Les générateur congruentiel linéaires
Présentation
Nous présentons dans ce qui suit quelques générateurs réellement utilisés, en commençant par les générateurs congruentiels linéaires (LCG, 1948):
- leur très faible complexité les rend utilisables dans l'internet des objets, même à très faible ressource;
- ils ne sont cependant pas sûr, aussi d'autres générateurs sont par la suite introduits.
Ces LCG sont définis ainsi : $X_{n+1} = ( a \cdot X_n + c ) \% m$, où $a$, $c$ et $m$ sont les paramètres du générateur.
Ces générateurs sont évidemment périodiques, et certains paramètres produisent de meilleures suites que d'autres, dans le sens où leurs périodes sont maximales.
Pour obtenir de tels paramètres, il faut et il suffit que:
- $c$ et $m$ soient premiers entre eux (leur pgcd vaut 1).
- Pour chaque nombre premier $p$ divisant $m$, $(a-1)$ est un multiple de $p$.

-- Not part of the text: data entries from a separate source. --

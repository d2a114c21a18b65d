use axum::{Router, middleware, routing::get};
use tokio::net::TcpListener;
use tower_http::{catch_panic::CatchPanicLayer, trace::TraceLayer};
use tracing::info;

use crate::boundary::{error_boundary, handle_panic};
use crate::configuration::{Settings, get_configuration};
use crate::error::ServerError;
use crate::routes;

/// The site's pages. Known paths answer other methods with 405 instead of
/// falling through to the not-found page.
pub fn pages() -> Router {
    Router::new()
        .route("/", get(routes::home).fallback(routes::method_not_allowed))
        .route("/health", get(routes::health_check).fallback(routes::method_not_allowed))
}

/// Wrap pages with the not-found fallback, the error boundary and request
/// tracing.
pub fn mount(pages: Router) -> Router {
    pages
        .fallback(routes::not_found)
        .layer(CatchPanicLayer::custom(handle_panic))
        .layer(middleware::from_fn(error_boundary))
        .layer(TraceLayer::new_for_http())
}

pub fn app() -> Router {
    mount(pages())
}

/// Load configuration and serve until interrupted.
pub async fn start() -> Result<(), ServerError> {
    let settings = get_configuration()?;
    run(settings).await
}

pub async fn run(settings: Settings) -> Result<(), ServerError> {
    let addr = settings.application.address();
    let listener = TcpListener::bind(&addr)
        .await
        .map_err(|source| ServerError::Bind {
            addr: addr.clone(),
            source,
        })?;

    info!("✨ Server ready:");
    info!("  🌎 http://{}", listener.local_addr()?);

    axum::serve(listener, app().into_make_service())
        .with_graceful_shutdown(shutdown_signal())
        .await?;

    info!("Server stopped");
    Ok(())
}

async fn shutdown_signal() {
    if let Err(e) = tokio::signal::ctrl_c().await {
        tracing::error!("failed to listen for shutdown signal: {}", e);
    }
}
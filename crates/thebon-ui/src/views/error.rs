//! Error boundary page.

use maud::{Markup, html};
use thiserror::Error;

use super::{ACTION, PAGE};
use crate::cn;

/// A failed render, as handed to [`ErrorView`] by the server.
#[derive(Debug, Clone, PartialEq, Eq, Error)]
#[error("{message}")]
pub struct FailureInfo {
    message: String,
    digest: Option<String>,
}

impl FailureInfo {
    pub fn new(message: impl Into<String>) -> Self {
        Self {
            message: message.into(),
            digest: None,
        }
    }

    /// Attach an opaque identifier for correlating the page with server logs.
    pub fn with_digest(mut self, digest: impl Into<String>) -> Self {
        self.digest = Some(digest.into());
        self
    }

    pub fn message(&self) -> &str {
        &self.message
    }

    pub fn digest(&self) -> Option<&str> {
        self.digest.as_deref()
    }
}

/// Shows a failure message and a retry control.
///
/// `retry_href` is supplied by whoever caught the failure; following it must
/// re-run the render that failed. The view itself only links to it.
pub struct ErrorView<'a> {
    failure: &'a FailureInfo,
    retry_href: &'a str,
}

impl<'a> ErrorView<'a> {
    pub fn new(failure: &'a FailureInfo, retry_href: &'a str) -> Self {
        Self { failure, retry_href }
    }

    pub fn render(&self) -> Markup {
        html! {
            div class=(cn!(PAGE, "gap-4 text-center")) data-digest=[self.failure.digest()] {
                h2 class="font-display text-2xl font-bold text-text-primary" {
                    "문제가 발생했습니다"
                }
                p class="text-text-secondary" { (self.failure.message()) }
                a href=(self.retry_href) role="button" class=(ACTION) { "다시 시도" }
            }
        }
    }
}

#[cfg(test)]
mod tests {
    use super::*;

    #[test]
    fn test_render_shows_message_and_retry() {
        let failure = FailureInfo::new("boom");
        let html = ErrorView::new(&failure, "/reports?page=2").render().into_string();
        assert!(html.contains("문제가 발생했습니다"));
        assert!(html.contains("<p class=\"text-text-secondary\">boom</p>"));
        assert!(html.contains(r#"href="/reports?page=2""#));
        assert!(html.contains(r#"role="button""#));
        assert!(html.contains("다시 시도"));
        assert!(!html.contains("data-digest"));
    }

    #[test]
    fn test_message_is_escaped_not_interpreted() {
        let failure = FailureInfo::new("<script>alert(1)</script>");
        let html = ErrorView::new(&failure, "/").render().into_string();
        assert!(html.contains("&lt;script&gt;alert(1)&lt;/script&gt;"));
        assert!(!html.contains("<script>"));
    }

    #[test]
    fn test_digest_is_attached() {
        let failure = FailureInfo::new("boom").with_digest("3f9a0c21d4");
        assert_eq!(failure.digest(), Some("3f9a0c21d4"));
        assert_eq!(failure.to_string(), "boom");

        let html = ErrorView::new(&failure, "/").render().into_string();
        assert!(html.contains(r#"data-digest="3f9a0c21d4""#));
    }
}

- $m$ multiple de 4 $\Rightarrow (a-1)$ multiple de 4.
(valable pour $c\neq 0$).
Travaux pratiques
- Programmer ce générateur sur le pyboard.

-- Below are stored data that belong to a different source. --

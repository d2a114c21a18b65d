//! Conditional class-name merging.
//!
//! Views build their `class` attributes from fragments that are only
//! sometimes present. [`cn`] flattens those fragments into one
//! space-separated string, keeping input order and dropping anything empty.

use std::borrow::Cow;

/// One class-name input.
///
/// Most callers never name this type: anything convertible into it can be
/// passed straight to [`cn`] or [`cn!`](crate::cn!).
#[derive(Debug, Clone, Default, PartialEq, Eq)]
pub enum ClassValue<'a> {
    /// Contributes nothing (`None`, `false`, `()`, zero).
    #[default]
    Skip,
    /// A class name, included unless empty.
    Name(Cow<'a, str>),
    /// A class name included only when the flag is set.
    When(Cow<'a, str>, bool),
    /// Nested values, flattened in order.
    List(Vec<ClassValue<'a>>),
}

impl ClassValue<'_> {
    fn write_into(&self, out: &mut String) {
        match self {
            ClassValue::Skip | ClassValue::When(_, false) => {}
            ClassValue::Name(name) | ClassValue::When(name, true) => push_class(out, name),
            ClassValue::List(items) => {
                for item in items {
                    item.write_into(out);
                }
            }
        }
    }
}

fn push_class(out: &mut String, name: &str) {
    if name.is_empty() {
        return;
    }
    if !out.is_empty() {
        out.push(' ');
    }
    out.push_str(name);
}

/// Merge class-name values into a single space-separated string.
///
/// Strings are kept verbatim and in order, nested lists are flattened,
/// skipped values and empty strings vanish without leaving a separator.
/// Nothing is deduplicated.
///
/// ```
/// use thebon_ui::{ClassValue, cn};
///
/// let active = true;
/// let classes = cn([
///     ClassValue::from("btn"),
///     ClassValue::from(("btn-active", active)),
///     ClassValue::from(None::<&str>),
/// ]);
/// assert_eq!(classes, "btn btn-active");
/// ```
pub fn cn<'a, I>(inputs: I) -> String
where
    I: IntoIterator,
    I::Item: Into<ClassValue<'a>>,
{
    let mut out = String::new();
    for input in inputs {
        input.into().write_into(&mut out);
    }
    out
}

/// Variadic form of [`cn`](fn@crate::cn) accepting mixed argument types.
///
/// ```
/// use thebon_ui::cn;
///
/// let disabled = false;
/// assert_eq!(
///     cn!("px-6", ("opacity-50", disabled), ["py-3", ""], Some("rounded-lg")),
///     "px-6 py-3 rounded-lg"
/// );
/// assert_eq!(cn!(), "");
/// ```
#[macro_export]
macro_rules! cn {
    () => {
        ::std::string::String::new()
    };
    ($($input:expr),+ $(,)?) => {
        $crate::cn([$($crate::ClassValue::from($input)),+])
    };
}

impl<'a> From<&'a str> for ClassValue<'a> {
    fn from(name: &'a str) -> Self {
        ClassValue::Name(Cow::Borrowed(name))
    }
}

impl<'a> From<&'a String> for ClassValue<'a> {
    fn from(name: &'a String) -> Self {
        ClassValue::Name(Cow::Borrowed(name.as_str()))
    }
}

impl From<String> for ClassValue<'_> {
    fn from(name: String) -> Self {
        ClassValue::Name(Cow::Owned(name))
    }
}

impl<'a> From<Cow<'a, str>> for ClassValue<'a> {
    fn from(name: Cow<'a, str>) -> Self {
        ClassValue::Name(name)
    }
}

/// Bare booleans carry no class name, so both values are skipped.
impl From<bool> for ClassValue<'_> {
    fn from(_: bool) -> Self {
        ClassValue::Skip
    }
}

impl From<()> for ClassValue<'_> {
    fn from(_: ()) -> Self {
        ClassValue::Skip
    }
}

/// Numbers render as their decimal form. Zero (and `NaN`) is falsy and
/// skipped.
macro_rules! impl_from_integer {
    ($($ty:ty),+) => {
        $(
            impl From<$ty> for ClassValue<'_> {
                fn from(value: $ty) -> Self {
                    if value == 0 {
                        ClassValue::Skip
                    } else {
                        ClassValue::Name(Cow::Owned(value.to_string()))
                    }
                }
            }
        )+
    };
}

impl_from_integer!(i8, i16, i32, i64, i128, isize, u8, u16, u32, u64, u128, usize);

macro_rules! impl_from_float {
    ($($ty:ty),+) => {
        $(
            impl From<$ty> for ClassValue<'_> {
                fn from(value: $ty) -> Self {
                    if value == 0.0 || value.is_nan() {
                        ClassValue::Skip
                    } else {
                        ClassValue::Name(Cow::Owned(value.to_string()))
                    }
                }
            }
        )+
    };
}

impl_from_float!(f32, f64);

impl<'a, S> From<(S, bool)> for ClassValue<'a>
where
    S: Into<Cow<'a, str>>,
{
    fn from((name, enabled): (S, bool)) -> Self {
        ClassValue::When(name.into(), enabled)
    }
}

impl<'a, T> From<Option<T>> for ClassValue<'a>
where
    T: Into<ClassValue<'a>>,
{
    fn from(value: Option<T>) -> Self {
        value.map_or(ClassValue::Skip, Into::into)
    }
}

impl<'a, T> From<Vec<T>> for ClassValue<'a>
where
    T: Into<ClassValue<'a>>,
{
    fn from(values: Vec<T>) -> Self {
        ClassValue::List(values.into_iter().map(Into::into).collect())
    }
}

impl<'a, T, const N: usize> From<[T; N]> for ClassValue<'a>
where
    T: Into<ClassValue<'a>>,
{
    fn from(values: [T; N]) -> Self {
        ClassValue::List(values.into_iter().map(Into::into).collect())
    }
}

- Trouver de bons paramètres $a, b, m$.
- Vérifier que les nombres produits ressemblent à du hasard. Par exemple, regarder la fréquence d'apparition des nombres pairs et impairs.
- Intégrer cet outil de génération d'aléa au masque jetable précédemment programmé.
Le XORshift
Présentation
Ce générateur a été proposé il y a peu par Marsaglia, il possède à la base trois paramètres entiers $a,b,c$. On peut résumer son fonctionnement de la manière suivante:
- On part d'un vecteur de 32 bits, qui sert de graine.
- Pour calculer le nouveau terme à partir du terme actuel $x$:
- On remplace x par le résultat du ou exclusif bit à bit entre x et sa version décalée de $a$ bits vers la droite (décalage circulaire, les bits sortant à droite rentrent à gauche).
- On remplace x par le résultat du ou exclusif bit à bit entre x et sa version décalée de $b$ bits vers la gauche (décalage circulaire).
- On remplace x par le résultat du ou exclusif bit à bit entre x et sa version décalée de $c$ bits vers la droite (décalage circulaire).
- La valeur obtenue après ces trois opérations est le nouveau terme de la suite, à produire en sortie.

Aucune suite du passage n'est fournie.